For a non-coding solution, check out the Custom Fonts Integration in the Premium Add-On.
You can add custom fonts to the typography dropdown in the WordPress customizer by adding this filter to your child themes functions.php.
// Custom Font Group
function wpbf_custom_font_group( $custom_choice ) {
$custom_choice['families']['custom_font_group'] = array(
'text' => __( 'Custom Fonts' ),
'children' => array(
array( 'id' => 'kitten, sans-serif', 'text' => 'Kitten' ),
array( 'id' => 'font-2, sans-serif', 'text' => 'Font 2' ),
),
);
$custom_choice['variants'] = array(
'kitten, sans-serif' => array('200', '300', '400', '400italic', '500', '500italic', '600', '600italic', '700', '700italic', '800', '800italic', 'regular', 'italic'),
'font-2, sans-serif' => array('700', 'regular', 'italic'),
);
return $custom_choice;
}
add_filter( 'wpbf_kirki_font_choices', 'wpbf_custom_font_group', 20 );
text: optgroup headline for the typography dropdown
id: the css font-family attribute (e.g. ‘your-font, sans-serif’)
text: the font name that gets displayed in the typography dropdown
variants: the id, followed by the font weight & styles that should be available for the particular font
Available variants
‘100’
‘100italic’
‘200’
‘200italic’
‘300’
‘300italic’
‘regular’
‘italic’
‘500’
‘500italic’
‘600’
‘600italic’
‘700’
‘700italic’
‘800’
‘800italic’
‘900’
‘900italic’
Adding custom fonts to your website
The method above lets you chose your own set of fonts from the typography dropdown.
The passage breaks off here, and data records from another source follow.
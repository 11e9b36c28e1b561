//! Executor that runs an external command
//!
//! The command receives one JSON request on stdin and must print one JSON
//! document on stdout. For `execute` the document is an [`AgentOutput`]; for
//! `analyze` it is returned as-is.
//!
//! Request shape:
//!
//! ```json
//! {"mode": "execute", "tenant_id": "t1", "agent": "email", "input": null, "settings": {}}
//! ```
//!
//! Items in an execute response may carry `"route": "legal" | "financial" |
//! "task"`. When the executor was built with a delegate of that kind, the item
//! is analyzed inline and the answer stored under `"analysis"`.

use std::process::Stdio;
use std::sync::Arc;

use async_trait::async_trait;
use serde::Serialize;
use serde_json::{Map, Value};
use tokio::io::AsyncWriteExt;
use tokio::process::Command;
use tracing::{debug, instrument, warn};

use super::traits::{Delegates, ExecutorContext, ExecutorFactory, TaskExecutor};
use crate::agent::{AgentKind, AgentOutput};
use crate::error::ExecutorError;

/// Longest stderr excerpt carried into an error message
const STDERR_EXCERPT: usize = 512;

#[derive(Debug, Serialize)]
#[serde(rename_all = "snake_case")]
enum Mode {
    Execute,
    Analyze,
}

#[derive(Debug, Serialize)]
struct Request<'a> {
    mode: Mode,
    tenant_id: &'a str,
    agent: AgentKind,
    input: &'a Value,
    settings: &'a Map<String, Value>,
}

/// Runs `program args...` once per call
pub struct CommandExecutor {
    program: String,
    args: Vec<String>,
    tenant_id: String,
    kind: AgentKind,
    settings: Map<String, Value>,
    delegates: Delegates,
}

impl CommandExecutor {
    /// Build from a command line; the first element is the program
    pub fn new(command_line: &[String], ctx: &ExecutorContext) -> Result<Self, ExecutorError> {
        let (program, args) = command_line
            .split_first()
            .ok_or_else(|| ExecutorError::Unsupported("empty command line".to_string()))?;
        Ok(Self {
            program: program.clone(),
            args: args.to_vec(),
            tenant_id: ctx.tenant_id.clone(),
            kind: ctx.kind,
            settings: ctx.settings.extra.clone(),
            delegates: ctx.delegates.clone(),
        })
    }

    /// Build the command for a request
    ///
    /// Extracted so command construction can be checked without spawning.
    pub fn build_command(&self) -> Command {
        let mut cmd = Command::new(&self.program);
        cmd.args(&self.args)
            .env("DROVER_TENANT_ID", &self.tenant_id)
            .env("DROVER_AGENT", self.kind.as_str())
            .stdin(Stdio::piped())
            .stdout(Stdio::piped())
            .stderr(Stdio::piped())
            .kill_on_drop(true);
        cmd
    }

    async fn invoke(&self, mode: Mode, input: &Value) -> Result<Value, ExecutorError> {
        let request = Request {
            mode,
            tenant_id: &self.tenant_id,
            agent: self.kind,
            input,
            settings: &self.settings,
        };
        let payload = serde_json::to_vec(&request)
            .map_err(|e| ExecutorError::Output(format!("failed to encode request: {e}")))?;

        let mut child = self.build_command().spawn().map_err(ExecutorError::Spawn)?;
        let stdin = child.stdin.take();
        let write_request = async move {
            let Some(mut stdin) = stdin else {
                return Ok(());
            };
            // stdin drops at the end of this block, so the command sees EOF
            match stdin.write_all(&payload).await {
                // The command exited without reading its input; its exit
                // status decides the outcome
                Err(e) if e.kind() == std::io::ErrorKind::BrokenPipe => Ok(()),
                other => other,
            }
        };

        // Feed stdin while draining stdout and stderr so neither side can
        // block on a full pipe
        let (written, output) = tokio::join!(write_request, child.wait_with_output());
        let output = output.map_err(ExecutorError::Spawn)?;
        written.map_err(ExecutorError::Spawn)?;
        if !output.status.success() {
            let stderr = String::from_utf8_lossy(&output.stderr);
            let excerpt: String = stderr.trim().chars().take(STDERR_EXCERPT).collect();
            return Err(ExecutorError::Failed(format!(
                "{} exited with {}: {}",
                self.program, output.status, excerpt
            )));
        }

        serde_json::from_slice(&output.stdout)
            .map_err(|e| ExecutorError::Output(format!("{} printed invalid JSON: {e}", self.program)))
    }

    /// Run routed items through their delegate
    async fn delegate_routed_items(&self, output: &mut AgentOutput) {
        if self.delegates.is_empty() {
            return;
        }
        for item in output.items.iter_mut() {
            let Some(route) = item
                .get("route")
                .and_then(Value::as_str)
                .and_then(AgentKind::parse)
            else {
                continue;
            };
            let Some(delegate) = self.delegates.get(route) else {
                debug!(%route, "No delegate wired for routed item");
                continue;
            };
            let Some(fields) = item.as_object_mut() else {
                continue;
            };
            match delegate.analyze(Value::Object(fields.clone())).await {
                Ok(analysis) => {
                    fields.insert("analysis".to_string(), analysis);
                }
                Err(e) => {
                    warn!(%route, "Delegate analysis failed: {}", e);
                    fields.insert("analysis_error".to_string(), Value::String(e.to_string()));
                }
            }
        }
    }
}

#[async_trait]
impl TaskExecutor for CommandExecutor {
    #[instrument(name = "executor::command", skip(self, input), fields(tenant_id = %self.tenant_id, agent = %self.kind))]
    async fn execute(&self, input: Option<Value>) -> Result<AgentOutput, ExecutorError> {
        let input = input.unwrap_or(Value::Null);
        let raw = self.invoke(Mode::Execute, &input).await?;
        let mut output: AgentOutput = serde_json::from_value(raw)
            .map_err(|e| ExecutorError::Output(format!("unexpected output shape: {e}")))?;
        self.delegate_routed_items(&mut output).await;
        Ok(output)
    }

    async fn analyze(&self, input: Value) -> Result<Value, ExecutorError> {
        self.invoke(Mode::Analyze, &input).await
    }
}

/// Builds [`CommandExecutor`]s from tenant settings and global defaults
///
/// A tenant's `command` wins over the global `[commands]` entry for the kind.
#[derive(Debug, Default, Clone)]
pub struct CommandExecutorFactory;

impl CommandExecutorFactory {
    pub fn new() -> Self {
        Self
    }
}

#[async_trait]
impl ExecutorFactory for CommandExecutorFactory {
    async fn build(&self, ctx: &ExecutorContext) -> Result<Arc<dyn TaskExecutor>, ExecutorError> {
        let command_line = ctx
            .settings
            .command
            .as_ref()
            .or_else(|| ctx.global.command_for(ctx.kind))
            .ok_or_else(|| {
                ExecutorError::Unsupported(format!("no command configured for {}", ctx.kind))
            })?;
        Ok(Arc::new(CommandExecutor::new(command_line, ctx)?))
    }
}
Note that you still need to add the fonts to your actual website.
If your font is not ready for web use, you can use a webfont generator like font squirrel.
Note: The fonts you’re creating must be legally eliglible for web embedding!
1. Create a folder in your child theme called fonts and upload your font files (.woff, .woff2, etc.) to the fonts folder via ftp.
2. Now load your font from your child themes style.css using the @font-face method.
@font-face {
font-family: 'kitten';
src: url('fonts/kitten_light-webfont.woff2') format('woff2'),
url('fonts/kitten_light-webfont.woff') format('woff');
font-weight: normal;
font-style: normal;
}
3. Done! You have successfully added your custom font to your website and can now select it from the typography dropdown in the WordPress customizer.